▸ WORK TO COMPLETE:
Look below for the line that contains "months -= 1;", then copy it and each following line exactly, through and including the line that contains "fn distance_in_words(date: &NaiveDateTime, now: &NaiveDateTime)".

Collected data:
*** Begin section ***
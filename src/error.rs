//! Error types for fisfmt.
//!
//! Formatters never surface these to display code: each fallible operation
//! has a `try_*` form returning [`Result`] and a total form that degrades to
//! the placeholder. The errors exist so the degrade path is visible.

use thiserror::Error;

/// Result type alias for formatting operations.
pub type Result<T> = std::result::Result<T, FormatError>;

/// Errors that can occur while formatting a value.
#[derive(Debug, Clone, PartialEq, Eq, Error)]
pub enum FormatError {
    /// Input was null, empty or otherwise absent.
    #[error("Missing value")]
    Missing,

    /// Input could not be parsed as a date.
    #[error("Invalid date: {input}")]
    InvalidDate {
        /// The rejected input.
        input: String,
    },

    /// Input number was NaN or infinite.
    #[error("Invalid number")]
    InvalidNumber,

    /// Requested more fraction digits than can be rendered.
    #[error("Precision out of range: {decimals} fraction digits")]
    PrecisionOutOfRange {
        /// The requested number of fraction digits.
        decimals: usize,
    },

    /// Date pattern contained a letter run that is not a known token.
    #[error("Unknown date pattern token: {token}")]
    UnknownPatternToken {
        /// The offending letter run.
        token: String,
    },

    /// Date pattern opened a quoted literal without closing it.
    #[error("Unterminated literal in date pattern")]
    UnterminatedLiteral,
}

impl FormatError {
    /// Create an InvalidDate error.
    pub fn invalid_date(input: impl Into<String>) -> Self {
        Self::InvalidDate {
            input: input.into(),
        }
    }

    /// Create an UnknownPatternToken error.
    pub fn unknown_token(token: impl Into<String>) -> Self {
        Self::UnknownPatternToken {
            token: token.into(),
        }
    }
}
//! Date, date-time and relative time formatting.

use chrono::{DateTime, Datelike, Local, NaiveDate, NaiveDateTime, NaiveTime, TimeZone};

use super::Formatter;
use crate::error::{FormatError, Result};
use crate::locale::render_pattern;

/// Layouts accepted for date strings without an offset.
const NAIVE_DATE_TIME_LAYOUTS: [&str; 4] = [
    "%Y-%m-%dT%H:%M:%S%.f",
    "%Y-%m-%d %H:%M:%S%.f",
    "%Y-%m-%dT%H:%M",
    "%Y-%m-%d %H:%M",
];

/// A value that can be read as a local wall-clock date-time.
///
/// `None` and blank strings are missing values.
pub trait DateSource {
    /// Resolve to local date-time.
    fn to_local(&self) -> Result<NaiveDateTime>;
}

impl DateSource for str {
    fn to_local(&self) -> Result<NaiveDateTime> {
        parse_date(self)
    }
}

impl DateSource for String {
    fn to_local(&self) -> Result<NaiveDateTime> {
        parse_date(self)
    }
}

impl DateSource for NaiveDate {
    fn to_local(&self) -> Result<NaiveDateTime> {
        Ok(self.and_time(NaiveTime::MIN))
    }
}

impl DateSource for NaiveDateTime {
    fn to_local(&self) -> Result<NaiveDateTime> {
        Ok(*self)
    }
}

impl<Tz: TimeZone> DateSource for DateTime<Tz> {
    fn to_local(&self) -> Result<NaiveDateTime> {
        Ok(self.with_timezone(&Local).naive_local())
    }
}

impl<T: DateSource + ?Sized> DateSource for &T {
    fn to_local(&self) -> Result<NaiveDateTime> {
        (**self).to_local()
    }
}

impl<T: DateSource> DateSource for Option<T> {
    fn to_local(&self) -> Result<NaiveDateTime> {
        match self {
            Some(value) => value.to_local(),
            None => Err(FormatError::Missing),
        }
    }
}

/// Parse an ISO 8601 date or date-time string.
///
/// Strings with an offset are converted to local time; the rest are taken
/// as local already. A bare date means midnight.
fn parse_date(input: &str) -> Result<NaiveDateTime> {
    let input = input.trim();
    if input.is_empty() {
        return Err(FormatError::Missing);
    }

    if let Ok(datetime) = DateTime::parse_from_rfc3339(input) {
        return Ok(datetime.with_timezone(&Local).naive_local());
    }

    for layout in NAIVE_DATE_TIME_LAYOUTS {
        if let Ok(datetime) = NaiveDateTime::parse_from_str(input, layout) {
            return Ok(datetime);
        }
    }

    NaiveDate::parse_from_str(input, "%Y-%m-%d")
        .map(|date| date.and_time(NaiveTime::MIN))
        .map_err(|_| FormatError::invalid_date(input))
}

/// Whole calendar months from `earlier` to `later`.
fn months_between(earlier: &NaiveDateTime, later: &NaiveDateTime) -> i64 {
    let mut months = i64::from(later.year() - earlier.year()) * 12 + i64::from(later.month())
        - i64::from(earlier.month());
    if (later.day(), later.time()) < (earlier.day(), earlier.time()) {
        months -= 1;
    }
    months.max(0)
}

fn divide_rounded(value: i64, divisor: i64) -> i64 {
    (value as f64 / divisor as f64).round() as i64
}

const MINUTES_IN_DAY: i64 = 1440;
const MINUTES_IN_MONTH: i64 = 43_200;

/// Describe the distance between two instants in words.
fn distance_in_words(date: &NaiveDateTime, now: &NaiveDateTime) -> String {
    let (earlier, later) = if date <= now { (date, now) } else { (now, date) };
    let seconds = (*later - *earlier).num_seconds();
    let minutes = divide_rounded(seconds, 60);

    if minutes < 1 {
        "1 dakikadan az".to_string()
    } else if minutes < 45 {
        format!("{} dakika", minutes)
    } else if minutes < 90 {
        "1 saat".to_string()
    } else if minutes < MINUTES_IN_DAY {
        format!("{} saat", divide_rounded(minutes, 60))
    } else if minutes < 2520 {
        "1 gün".to_string()
    } else if minutes < MINUTES_IN_MONTH {
        format!("{} gün", divide_rounded(minutes, MINUTES_IN_DAY))
    } else if minutes < 2 * MINUTES_IN_MONTH {
        format!("{} ay", divide_rounded(minutes, MINUTES_IN_MONTH))
    } else {
        let months = months_between(earlier, later);
        if months < 12 {
            return format!("{} ay", divide_rounded(minutes, MINUTES_IN_MONTH));
        }
        let years = months / 12;
        match months % 12 {
            0..=2 => format!("{} yıl", years),
            3..=8 => format!("{} yıldan fazla", years),
            _ => format!("neredeyse {} yıl", years + 1),
        }
    }
}

impl Formatter {
    /// Render a date with the given pattern.
    pub fn try_format_date<D: DateSource + ?Sized>(&self, date: &D, pattern: &str) -> Result<String> {
        let datetime = date.to_local()?;
        render_pattern(&datetime, pattern)
    }

    /// Render a date with the configured date pattern.
    pub fn format_date<D: DateSource + ?Sized>(&self, date: &D) -> String {
        self.format_date_with(date, &self.config.date_pattern)
    }

    /// Render a date with a custom pattern, degrading to the placeholder.
    pub fn format_date_with<D: DateSource + ?Sized>(&self, date: &D, pattern: &str) -> String {
        self.or_placeholder(self.try_format_date(date, pattern))
    }

    /// Render a date with the configured date-time pattern.
    pub fn format_date_time<D: DateSource + ?Sized>(&self, date: &D) -> String {
        self.format_date_with(date, &self.config.date_time_pattern)
    }

    /// Describe `date` relative to `now`, e.g. `2 saat önce` or `3 gün sonra`.
    pub fn try_format_relative_time_from<D: DateSource + ?Sized>(
        &self,
        date: &D,
        now: &NaiveDateTime,
    ) -> Result<String> {
        let datetime = date.to_local()?;
        let suffix = if datetime > *now { "sonra" } else { "önce" };
        Ok(format!("{} {}", distance_in_words(&datetime, now), suffix))
    }

    /// Describe `date` relative to `now`, degrading to the placeholder.
    pub fn format_relative_time_from<D: DateSource + ?Sized>(
        &self,
        date: &D,
        now: &NaiveDateTime,
    ) -> String {
        self.or_placeholder(self.try_format_relative_time_from(date, now))
    }

    /// Describe `date` relative to the current local time.
    pub fn format_relative_time<D: DateSource + ?Sized>(&self, date: &D) -> String {
        self.format_relative_time_from(date, &Local::now().naive_local())
    }
}
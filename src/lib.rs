//! fisfmt - Turkish-locale display formatting for receipt capture.
//!
//! Renders the values the receipt screens show (amounts, dates, phone
//! numbers, tax IDs, file sizes, percentages and labels) the way a Turkish
//! user expects them: comma decimal separator, period thousands separator,
//! `dd.MM.yyyy` dates.
//!
//! # Features
//!
//! - Currency, percentage and compact number formatting
//! - Date patterns with Turkish month and weekday names
//! - Relative time phrases (`2 saat önce`)
//! - Phone number grouping and tax ID (VKN) normalization
//! - Base-1024 file sizes
//! - Turkish-aware title case and truncation
//!
//! Formatters never fail: missing or malformed input yields the `-`
//! placeholder. The `try_*` methods on [`Formatter`] expose the error when
//! the caller wants to know.
//!
//! # Example
//!
//! ```
//! use fisfmt::{format_currency, format_date, format_phone};
//!
//! assert_eq!(format_currency(1234.56), "1.234,56 ₺");
//! assert_eq!(format_date("2024-01-15"), "15.01.2024");
//! assert_eq!(format_phone("5551234567"), "555 123 45 67");
//! assert_eq!(format_currency(None), "-");
//! ```

#![warn(
    missing_docs,
    missing_debug_implementations,
    rust_2018_idioms,
    unreachable_pub
)]
#![deny(unsafe_code)]

pub mod config;
pub mod error;
pub mod format;
pub mod locale;

pub use config::FormatConfig;
pub use error::{FormatError, Result};
pub use format::{
    format_compact_number, format_currency, format_currency_with, format_date, format_date_time,
    format_date_with, format_file_size, format_percentage, format_percentage_with, format_phone,
    format_relative_time, format_vkn, to_title_case, truncate_string, DateSource, Formatter,
};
*** End section ***
▸ RESPONSE:
        months -= 1;
    }
    months.max(0)
}

fn divide_rounded(value: i64, divisor: i64) -> i64 {
    (value as f64 / divisor as f64).round() as i64
}

const MINUTES_IN_DAY: i64 = 1440;
const MINUTES_IN_MONTH: i64 = 43_200;

/// Describe the distance between two instants in words.
fn distance_in_words(date: &NaiveDateTime, now: &NaiveDateTime) -> String {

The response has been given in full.